• **About this exercise**
Which lines run from the one containing "let instruments: Vec<String>" to the end of the records? Write them out exactly, both ends included, and nothing else.

• **Data for this task**
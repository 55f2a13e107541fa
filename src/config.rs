use crate::error::{Result, SignalError};
use crate::types::Timeframe;
use std::env;
use std::path::PathBuf;
use std::time::Duration;

const DEFAULT_SYMBOLS: &str = "BTC-USD,ETH-USD,SOL-USD,XRP-USD,EURUSD=X,GBPUSD=X,GC=F,CL=F";
const DEFAULT_TIMEFRAMES: &str = "5m,15m,30m,1h,4h";

/// Application configuration.
#[derive(Debug, Clone)]
pub struct Config {
    /// Instruments to evaluate each cycle.
    pub instruments: Vec<String>,
    /// Timeframes the scheduler may invoke.
    pub timeframes: Vec<Timeframe>,
    /// Cooldown between announcements carrying the same debounce key.
    pub cooldown: Duration,
    /// Minimum candles required after cleaning.
    pub min_candles: usize,
    /// Path for the debounce state snapshot.
    pub state_file: PathBuf,
    /// Base URL of the candle supplier API.
    pub candle_api_url: Option<String>,
    /// Webhook URL announcements are delivered to.
    pub webhook_url: Option<String>,
}

impl Config {
    /// Load configuration from environment variables.
    ///
    /// An empty instrument or timeframe list is a setup error; everything
    /// else falls back to defaults.
    pub fn from_env() -> Result<Self> {
        let instruments: Vec<String> = env::var("SYMBOLS")
            .unwrap_or_else(|_| DEFAULT_SYMBOLS.to_string())
            .split(',')
            .map(|s| s.trim().to_string())
            .filter(|s| !s.is_empty())
            .collect();

        if instruments.is_empty() {
            return Err(SignalError::Setup("no instruments configured".into()));
        }

        let raw_timeframes = env::var("TIMEFRAMES").unwrap_or_else(|_| DEFAULT_TIMEFRAMES.to_string());
        let mut timeframes = Vec::new();
        for part in raw_timeframes.split(',') {
            let part = part.trim();
            if part.is_empty() {
                continue;
            }
            match Timeframe::from_label(part) {
                Some(tf) => timeframes.push(tf),
                None => {
                    return Err(SignalError::Setup(format!("unknown timeframe: {}", part)));
                }
            }
        }
        if timeframes.is_empty() {
            return Err(SignalError::Setup("no timeframes configured".into()));
        }

        let cooldown_min: u64 = env::var("DEBOUNCE_MIN")
            .ok()
            .and_then(|v| v.parse().ok())
            .unwrap_or(60);

        let min_candles: usize = env::var("MIN_CANDLES")
            .ok()
            .and_then(|v| v.parse().ok())
            .unwrap_or(60);

        let state_file = env::var("STATE_FILE")
            .map(PathBuf::from)
            .unwrap_or_else(|_| PathBuf::from("state.json"));

        Ok(Self {
            instruments,
            timeframes,
            cooldown: Duration::from_secs(cooldown_min * 60),
            min_candles,
            state_file,
            candle_api_url: env::var("CANDLE_API_URL").ok(),
            webhook_url: env::var("WEBHOOK_URL").ok(),
        })
    }
}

• **Output for this exercise**
        let instruments: Vec<String> = env::var("SYMBOLS")
            .unwrap_or_else(|_| DEFAULT_SYMBOLS.to_string())
            .split(',')
            .map(|s| s.trim().to_string())
            .filter(|s| !s.is_empty())
            .collect();

        if instruments.is_empty() {
            return Err(SignalError::Setup("no instruments configured".into()));
        }

        let raw_timeframes = env::var("TIMEFRAMES").unwrap_or_else(|_| DEFAULT_TIMEFRAMES.to_string());
        let mut timeframes = Vec::new();
        for part in raw_timeframes.split(',') {
            let part = part.trim();
            if part.is_empty() {
                continue;
            }
            match Timeframe::from_label(part) {
                Some(tf) => timeframes.push(tf),
                None => {
                    return Err(SignalError::Setup(format!("unknown timeframe: {}", part)));
                }
            }
        }
        if timeframes.is_empty() {
            return Err(SignalError::Setup("no timeframes configured".into()));
        }

        let cooldown_min: u64 = env::var("DEBOUNCE_MIN")
            .ok()
            .and_then(|v| v.parse().ok())
            .unwrap_or(60);

        let min_candles: usize = env::var("MIN_CANDLES")
            .ok()
            .and_then(|v| v.parse().ok())
            .unwrap_or(60);

        let state_file = env::var("STATE_FILE")
            .map(PathBuf::from)
            .unwrap_or_else(|_| PathBuf::from("state.json"));

        Ok(Self {
            instruments,
            timeframes,
            cooldown: Duration::from_secs(cooldown_min * 60),
            min_candles,
            state_file,
            candle_api_url: env::var("CANDLE_API_URL").ok(),
            webhook_url: env::var("WEBHOOK_URL").ok(),
        })
    }
}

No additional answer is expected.